Note: Be sure to subscribe today - free access to the HBCU Digest will end on Jan. 1, 2021.
Conventional wisdom suggests that on subjects of race, leadership, and IOUs for a historic presidential campaign victory, President-Elect Joseph Biden has two primary opponents standing between him and history; Donald Trump and Barack Obama.
In Trump, Biden has to do more for historically Black institutions than did his predecessor, who despite his penchant for racism and narcissism, will go down in history as one of a handful of presidents to engage in direct support of HBCUs, and perhaps the most successful.
In Obama, Biden has to take the subject of race by the hand and usher it into a new national conversation on American exceptionalism; that is, that the country will only be as good and only capable to lead in so much as it is willing to face its true reckoning on racism and disproportionate treatment of Black folks across generations. Where Obama called for healing and understanding, Biden is compelled to build new foundations based on policy and resources.
Biden created healing in many areas with his selection of HBCU alumna Sen. Kamala Harris. Along with Morehouse College alumnus and senior adviser Cedric Richmond, two of the people closest to the incoming president have HBCU DNA in their veins and HBCUs advocates in their ears. That goes a long way.

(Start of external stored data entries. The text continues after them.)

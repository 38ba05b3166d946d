use std::collections::HashSet;
use std::fs;
use std::os::unix::fs::MetadataExt;
use std::path::{Path, PathBuf};

use walkdir::WalkDir;

use crate::error::{Error, IoResultExt, Result};
use crate::index::{read_index, write_index, IndexEntry};
use crate::object::{write_object, Object};
use crate::repo::Repository;

/// stage worktree-relative paths into the index
///
/// directories expand recursively, skipping subpaths whose top-level
/// component begins with `.` (which keeps `.git` out); paths staged again
/// replace their previous entries
pub fn add(repo: &Repository, paths: &[PathBuf]) -> Result<()> {
    let mut files = Vec::new();
    for path in paths {
        let abs = repo.worktree().join(path);
        if abs.is_dir() {
            collect_files(repo, path, &mut files)?;
        } else {
            files.push(path.clone());
        }
    }

    let mut entries = read_index(repo)?;
    let staged: HashSet<String> = files
        .iter()
        .map(|p| p.to_string_lossy().into_owned())
        .collect();
    entries.retain(|e| !staged.contains(&e.path));

    for file in &files {
        entries.push(stage_file(repo, file)?);
    }
    write_index(repo, &mut entries)
}

/// stage every file under the worktree
pub fn add_all(repo: &Repository) -> Result<()> {
    add(repo, &[PathBuf::new()])
}

fn collect_files(repo: &Repository, rel: &Path, out: &mut Vec<PathBuf>) -> Result<()> {
    if let Some(name) = rel.file_name() {
        if name.to_string_lossy().starts_with('.') {
            log::debug!("not staging hidden directory {}", rel.display());
            return Ok(());
        }
    }

    let root = repo.worktree().join(rel);
    let walker = WalkDir::new(&root)
        .min_depth(1)
        .sort_by_file_name()
        .into_iter()
        .filter_entry(|e| e.depth() != 1 || !e.file_name().to_string_lossy().starts_with('.'));

    for entry in walker {
        let entry = entry.map_err(|e| Error::Io {
            path: root.clone(),
            source: std::io::Error::new(std::io::ErrorKind::Other, e),
        })?;
        if !entry.file_type().is_file() {
            continue;
        }
        if let Ok(path) = entry.path().strip_prefix(repo.worktree()) {
            out.push(path.to_path_buf());
        }
    }
    Ok(())
}

/// hash one file into the object store and build its index entry
fn stage_file(repo: &Repository, rel: &Path) -> Result<IndexEntry> {
    let abs = repo.worktree().join(rel);
    let content = fs::read(&abs).with_path(&abs)?;
    let id = write_object(repo, &Object::Blob(content))?;

    let path = rel.to_string_lossy().into_owned();
    if path.len() >= 1 << 12 {
        return Err(Error::PathTooLong(path));
    }

    let meta = fs::metadata(&abs).with_path(&abs)?;
    Ok(IndexEntry {
        ctime_s: meta.ctime() as u32,
        ctime_n: (meta.ctime_nsec() % 1_000_000_000) as u32,
        mtime_s: meta.mtime() as u32,
        mtime_n: (meta.mtime_nsec() % 1_000_000_000) as u32,
        dev: meta.dev() as u32,
        ino: meta.ino() as u32,
        mode: index_mode(meta.mode()),
        uid: meta.uid(),
        gid: meta.gid(),
        size: meta.size() as u32,
        id,
        flags: path.len() as u16,
        path,
    })
}

/// squash a stat mode to what the index stores: symlinks keep their type
/// bits, everything else becomes a regular file at 0644 or 0755
fn index_mode(mode: u32) -> u32 {
    const S_IFMT: u32 = 0o170000;
    const S_IFLNK: u32 = 0o120000;
    if mode & S_IFMT == S_IFLNK {
        return S_IFLNK;
    }
    if mode & 0o100 != 0 {
        0o100755
    } else {
        0o100644
    }
}

#[cfg(test)]
mod tests {
    use super::*;
    use crate::object::{object_kind, ObjectKind};
    use std::os::unix::fs::PermissionsExt;
    use tempfile::tempdir;

    fn test_repo() -> (tempfile::TempDir, Repository) {
        let dir = tempdir().unwrap();
        let repo = Repository::init(&dir.path().join("repo")).unwrap();
        (dir, repo)
    }

    #[test]
    fn test_stage_single_file() {
        let (_dir, repo) = test_repo();
        fs::write(repo.worktree().join("hello.txt"), "hello\n").unwrap();

        add(&repo, &[PathBuf::from("hello.txt")]).unwrap();

        let entries = read_index(&repo).unwrap();
        assert_eq!(entries.len(), 1);
        let entry = &entries[0];
        assert_eq!(entry.path, "hello.txt");
        assert_eq!(entry.id.to_hex(), "ce013625030ba8dba906f756967f9e9ca394464a");
        assert_eq!(entry.size, 6);
        assert_eq!(entry.flags, 9);
        assert_eq!(entry.stage(), 0);
        assert_eq!(entry.mode, 0o100644);

        // the blob landed in the object store
        assert_eq!(object_kind(&repo, &entry.id).unwrap(), ObjectKind::Blob);
    }

    #[test]
    fn test_restaging_replaces_entry() {
        let (_dir, repo) = test_repo();
        let file = repo.worktree().join("hello.txt");

        fs::write(&file, "hello\n").unwrap();
        add(&repo, &[PathBuf::from("hello.txt")]).unwrap();

        fs::write(&file, "changed\n").unwrap();
        add(&repo, &[PathBuf::from("hello.txt")]).unwrap();

        let entries = read_index(&repo).unwrap();
        assert_eq!(entries.len(), 1);
        assert_ne!(
            entries[0].id.to_hex(),
            "ce013625030ba8dba906f756967f9e9ca394464a"
        );
    }

    #[test]
    fn test_stage_directory_recursively() {
        let (_dir, repo) = test_repo();
        let src = repo.worktree().join("src");
        fs::create_dir_all(src.join("nested")).unwrap();
        fs::write(src.join("a.rs"), "a").unwrap();
        fs::write(src.join("nested/b.rs"), "b").unwrap();

        add(&repo, &[PathBuf::from("src")]).unwrap();

        let entries = read_index(&repo).unwrap();
        let paths: Vec<_> = entries.iter().map(|e| e.path.as_str()).collect();
        assert_eq!(paths, ["src/a.rs", "src/nested/b.rs"]);
    }

    #[test]
    fn test_add_all_skips_dot_entries() {
        let (_dir, repo) = test_repo();
        fs::write(repo.worktree().join("visible.txt"), "v").unwrap();
        fs::create_dir(repo.worktree().join(".secrets")).unwrap();
        fs::write(repo.worktree().join(".secrets/key"), "k").unwrap();

        add_all(&repo).unwrap();

        let entries = read_index(&repo).unwrap();
        let paths: Vec<_> = entries.iter().map(|e| e.path.as_str()).collect();
        // .git and .secrets are both pruned at the top level
        assert_eq!(paths, ["visible.txt"]);
    }

    #[test]
    fn test_executable_file_mode() {
        let (_dir, repo) = test_repo();
        let file = repo.worktree().join("run.sh");
        fs::write(&file, "#!/bin/sh\n").unwrap();
        fs::set_permissions(&file, fs::Permissions::from_mode(0o755)).unwrap();

        add(&repo, &[PathBuf::from("run.sh")]).unwrap();

        let entries = read_index(&repo).unwrap();
        assert_eq!(entries[0].mode, 0o100755);
        assert_eq!(entries[0].mode_type(), 0b1000);
        assert_eq!(entries[0].mode_perms(), 0o755);
    }

    #[test]
    fn test_index_is_sorted_across_adds() {
        let (_dir, repo) = test_repo();
        fs::write(repo.worktree().join("zebra"), "z").unwrap();
        fs::write(repo.worktree().join("alpha"), "a").unwrap();

        add(&repo, &[PathBuf::from("zebra")]).unwrap();
        add(&repo, &[PathBuf::from("alpha")]).unwrap();

        let entries = read_index(&repo).unwrap();
        let paths: Vec<_> = entries.iter().map(|e| e.path.as_str()).collect();
        assert_eq!(paths, ["alpha", "zebra"]);
    }
}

Or at least, it would have been in any era before Donald Trump, George Floyd, COVID-19, and everything in between. Now Harris is the largest figure in the story of how African Americans were the primary factor in delivering Biden a presidency, how the HBCU sector was a central figure in Trump’s effort to fend off that victory, and how much is owed to the Blues people for this year and every other year we’ve been generally overlooked and abused.
The name of the game is leadership; real, impactful, affectionate, authentic, and accessible leadership that shows the world that if Black folks can save the country by way of the ballot, certainly we have earned the right to help run it. And there’s no better recruitment hub to find those Black people than from the talent pools dug out and maintained by the HBCU community.

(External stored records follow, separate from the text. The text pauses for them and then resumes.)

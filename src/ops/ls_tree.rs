use crate::error::Result;
use crate::hash::ObjectId;
use crate::object::{object_kind, read_tree, ObjectKind};
use crate::repo::Repository;
use crate::resolve::find_object;

/// one tree listing row: `<mode> <kind> <sha>\t<name>`
#[derive(Debug, Clone)]
pub struct LsTreeEntry {
    pub mode: String,
    pub kind: ObjectKind,
    pub id: ObjectId,
    pub name: String,
}

impl std::fmt::Display for LsTreeEntry {
    fn fmt(&self, f: &mut std::fmt::Formatter<'_>) -> std::fmt::Result {
        // modes are stored with 5 or 6 digits; print them 6 wide
        write!(f, "{:0>6} {} {}\t{}", self.mode, self.kind, self.id, self.name)
    }
}

/// list the entries of a tree-ish, in stored order
pub fn ls_tree(repo: &Repository, name: &str) -> Result<Vec<LsTreeEntry>> {
    let tree_id = find_object(repo, name, Some(ObjectKind::Tree), true)?;
    let tree = read_tree(repo, &tree_id)?;

    tree.entries()
        .iter()
        .map(|entry| {
            Ok(LsTreeEntry {
                mode: entry.mode_lossy(),
                kind: object_kind(repo, &entry.id)?,
                id: entry.id,
                name: entry.name_lossy(),
            })
        })
        .collect()
}

#[cfg(test)]
mod tests {
    use super::*;
    use crate::object::{write_object, Object};
    use crate::ops::{add, commit};
    use crate::types::{Tree, TreeEntry};
    use std::fs;
    use std::path::PathBuf;
    use tempfile::tempdir;

    fn test_repo() -> (tempfile::TempDir, Repository) {
        let dir = tempdir().unwrap();
        let repo = Repository::init(&dir.path().join("repo")).unwrap();
        (dir, repo)
    }

    #[test]
    fn test_ls_tree_of_head() {
        let (_dir, repo) = test_repo();
        fs::write(repo.worktree().join("hello.txt"), "hello\n").unwrap();
        add(&repo, &[PathBuf::from("hello.txt")]).unwrap();
        commit(&repo, "A <a@x>", "A <a@x>", "first").unwrap();

        let entries = ls_tree(&repo, "HEAD").unwrap();
        assert_eq!(entries.len(), 1);
        assert_eq!(entries[0].name, "hello.txt");
        assert_eq!(entries[0].kind, ObjectKind::Blob);
        assert_eq!(
            entries[0].id.to_hex(),
            "ce013625030ba8dba906f756967f9e9ca394464a"
        );
    }

    #[test]
    fn test_display_pads_directory_mode() {
        let (_dir, repo) = test_repo();

        let blob = write_object(&repo, &Object::Blob(b"x".to_vec())).unwrap();
        let inner = write_object(
            &repo,
            &Object::Tree(Tree::from_entries(vec![TreeEntry::new(
                "100644", "f", blob,
            )])),
        )
        .unwrap();
        let root = write_object(
            &repo,
            &Object::Tree(Tree::from_entries(vec![TreeEntry::new(
                "40000", "sub", inner,
            )])),
        )
        .unwrap();

        let entries = ls_tree(&repo, &root.to_hex()).unwrap();
        let line = entries[0].to_string();
        assert!(line.starts_with("040000 tree "));
        assert!(line.ends_with("\tsub"));
    }
}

That’s where the influence of former president Bill Clinton comes in. While Biden has picked only one other cabinet member outside of Harris from the HBCU community, new Environmental Protection Agency head and North Carolina A&T State University alumnus Michael Regan, the 46th president has the legacy of the 42nd’s appointment record looming larger by the day.

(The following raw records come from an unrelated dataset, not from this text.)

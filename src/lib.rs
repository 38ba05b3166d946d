//! grit - git-compatible content-addressed revision store
//!
//! manages a working directory together with a `.git` metadata directory
//! holding an object database, a ref namespace, a binary staging index and
//! an INI-shaped config, all at the on-disk level git itself uses.
//!
//! # Core concepts
//!
//! - **Object**: an immutable record stored zlib-deflated under
//!   `objects/<aa>/<38 hex>`, named by the SHA-1 of
//!   `<kind> SP <size> NUL <payload>`. Four kinds: blob, tree, commit, tag.
//! - **Ref**: a file whose content is either a hex hash or `ref: <path>`;
//!   `HEAD` is the symbolic ref naming the current branch.
//! - **Index**: the `DIRC` v2 staging snapshot with a SHA-1 trailer,
//!   rewritten wholesale so the reference tool can read it back.
//!
//! # Example usage
//!
//! ```no_run
//! use std::path::{Path, PathBuf};
//! use grit::{ops, Repository};
//!
//! let repo = Repository::init(Path::new("/path/to/repo")).unwrap();
//! ops::add(&repo, &[PathBuf::from("hello.txt")]).unwrap();
//! let id = ops::commit(&repo, "A <a@x>", "A <a@x>", "first commit").unwrap();
//! println!("{}", id);
//! ```

mod config;
mod error;
mod hash;
mod index;
mod object;
mod refs;
mod repo;
mod resolve;

pub mod ops;
pub mod types;

pub use config::Config;
pub use error::{Error, Result};
pub use hash::ObjectId;
pub use index::{read_index, write_index, IndexEntry};
pub use object::{
    hash_object, object_kind, read_blob, read_commit, read_object, read_tag, read_tree,
    write_object, Object, ObjectKind,
};
pub use refs::{flatten_refs, list_refs, ref_create, ref_exists, ref_resolve, RefMap, RefValue};
pub use repo::Repository;
pub use resolve::{find_object, resolve_name};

Clinton’s HBCU-bred leaders’ list includes Mike Espy (Agriculture); Alexis Herman (Labor), Hazel O’Leary (Energy), and Togo West (Veterans Affairs). All with the exception of Herman and O’Leary (Xavier University of Louisiana and Fisk University, respectively), were Howard grads — but all were HBCUs alums.
As it stands, the only other HBCU graduate on a growing list of nominees, appointees, staffers, and personnel within the Biden White House is Press Assistant Amijah Townsend-Holmes, a Spelman College graduate. The rest of the list? A familiar mix of graduates from Ivy League and flagship predominantly white institutions — the same institutions from which American leadership has always disproportionately drawn its talent.
The Biden-Harris Administration does not want to send a message that HBCUs are good as a talking point during a campaign or in an acceptance speech. The President and Vice-President-Elect can’t say that our sector is worthy of more investment and attention but avoid proving it through their hiring and appointments.
If this is the presidential administration that will truly take a stand on behalf of Black folks and for HBCUs, then building back better means doing more than even the Clinton Administration did under far less dire circumstances. Show the world that HBCUs are what you truly say they are, and make our leaders into America’s leaders.